LNT: L’un des griefs importants faits à la classe syndicale est que, les Confédérations ou Centrales syndicales sont coiffées par des dirigeants frappés par la retraite. Est-ce le cas à la CSA-Bénin?

Réponse : Heureusement non, pour ce qui concerne ma Confédération. Sur ce point précis, il y a beaucoup de spéculations, de manipulations politiques et aussi la jalousie. Cela dit, la CSA-Bénin a toujours donné le bon exemple en exigeant le renouvellement à bonne date des mandats arrivés à terme des Responsables des structures de base et des Dirigeants au sommet. Depuis sa création en 1991, quatre (04) Secrétaires Généraux se sont déjà succédés à la tête de la Confédération. Il s’agit des Camarades: Dossou Léopold, (paix à son âme), Ibrahima Zakari, Guillaume Attigbé et moi-même votre serviteur, Dieudonné Lokossou. Comme les gens de bonne foi peuvent s’en rendre compte, au niveau de notre Confédération, la démocratie et l’alternance font bon ménage. D’ailleurs, nous nous préparons activement pour notre 5ème congrès ordinaire qui se tiendra sans faute dans les mois à venir.

 

LNT: Est-ce qu’il y a des travailleurs admis à faire valoir leurs droits à la retraite qui continuent de diriger les Confédérations?

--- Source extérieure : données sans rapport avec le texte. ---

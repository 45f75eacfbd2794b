use anyhow::{bail, Context, Result};
use search_core::{DocumentId, DocumentStatus, SearchServer};
use serde::Deserialize;
use walkdir::WalkDir;

use std::fs::{self, File};
use std::io::{BufRead, BufReader};
use std::path::{Path, PathBuf};

#[derive(Debug, Clone, PartialEq, Eq, Deserialize)]
pub struct InputDoc {
    pub id: DocumentId,
    pub text: String,
    #[serde(default)]
    pub status: DocumentStatus,
    #[serde(default)]
    pub ratings: Vec<i32>,
}

#[derive(Debug, Default, Clone, Copy, PartialEq, Eq)]
pub struct LoadStats {
    pub added: usize,
    pub skipped: usize,
}

/// `.json`/`.jsonl` files under `input` (or `input` itself when it is a file), in name order.
pub fn collect_files(input: &Path) -> Result<Vec<PathBuf>> {
    if !input.exists() {
        bail!("input {} does not exist", input.display());
    }
    if input.is_file() {
        return Ok(vec![input.to_path_buf()]);
    }
    let files = WalkDir::new(input)
        .sort_by_file_name()
        .into_iter()
        .filter_map(|e| e.ok())
        .map(|e| e.into_path())
        .filter(|p| p.is_file())
        .filter(|p| matches!(p.extension().and_then(|s| s.to_str()), Some("json" | "jsonl")))
        .collect();
    Ok(files)
}

/// Parse one file: JSONL line by line, otherwise a JSON array or a single object.
pub fn read_documents(file: &Path) -> Result<Vec<InputDoc>> {
    if file.extension().and_then(|s| s.to_str()) == Some("jsonl") {
        let reader = BufReader::new(File::open(file).with_context(|| format!("open {}", file.display()))?);
        let mut docs = Vec::new();
        for (lineno, line) in reader.lines().enumerate() {
            let line = line?;
            if line.trim().is_empty() {
                continue;
            }
            let doc = serde_json::from_str(&line)
                .with_context(|| format!("{}:{}: malformed document", file.display(), lineno + 1))?;
            docs.push(doc);
        }
        return Ok(docs);
    }

    let raw = fs::read_to_string(file).with_context(|| format!("read {}", file.display()))?;
    let json: serde_json::Value =
        serde_json::from_str(&raw).with_context(|| format!("{}: malformed JSON", file.display()))?;
    let docs = match json {
        serde_json::Value::Array(arr) => arr
            .into_iter()
            .map(serde_json::from_value)
            .collect::<Result<Vec<InputDoc>, _>>()
            .with_context(|| format!("{}: malformed document", file.display()))?,
        serde_json::Value::Object(_) => vec![serde_json::from_value(json)
            .with_context(|| format!("{}: malformed document", file.display()))?],
        _ => Vec::new(),
    };
    Ok(docs)
}

/// Add every document found under `input`. Documents the engine rejects are logged and skipped.
pub fn load_corpus(server: &mut SearchServer, input: &Path) -> Result<LoadStats> {
    let mut stats = LoadStats::default();
    for file in collect_files(input)? {
        for doc in read_documents(&file)? {
            match server.add_document(doc.id, &doc.text, doc.status, &doc.ratings) {
                Ok(()) => stats.added += 1,
                Err(err) => {
                    tracing::warn!(file = %file.display(), id = doc.id, %err, "skipping document");
                    stats.skipped += 1;
                }
            }
        }
    }
    tracing::info!(added = stats.added, skipped = stats.skipped, "corpus loaded");
    Ok(stats)
}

L.D: Je n’en sais rien absolument et je veux ne pas m’ingérer dans les affaires des autres centrales. Vous êtes des journalistes, faites vos investigations pour dénicher ceux qui s’accrochent. A la décharge quand même de ces gens, les textes nationaux qui règlementent l’activité syndicale et la convention 87 de l’OIT qui parle de la liberté syndicale n’empêchent pas le retraité d’exercer des charges syndicales. Toutefois, je dois ajouter que, pour des raisons d’éthique et morale, lorsque de façon formelle, vous êtes retraité, il faut rendre le tablier parce que vous devenez un général sans troupe. A mon avis, il n’est pas sain d’exiger l’alternance au niveau des hommes politiques qui dirigent nos Etats qui, parfois, aux termes de leurs mandats, refusent de partir et que nous, Secrétaires Généraux syndicaux, trouvions des alibis pour nous éterniser à la tête des organisations syndicales car comme l’a dit l’autre, «il faut savoir quitter les choses avant que les choses ne vous quittent».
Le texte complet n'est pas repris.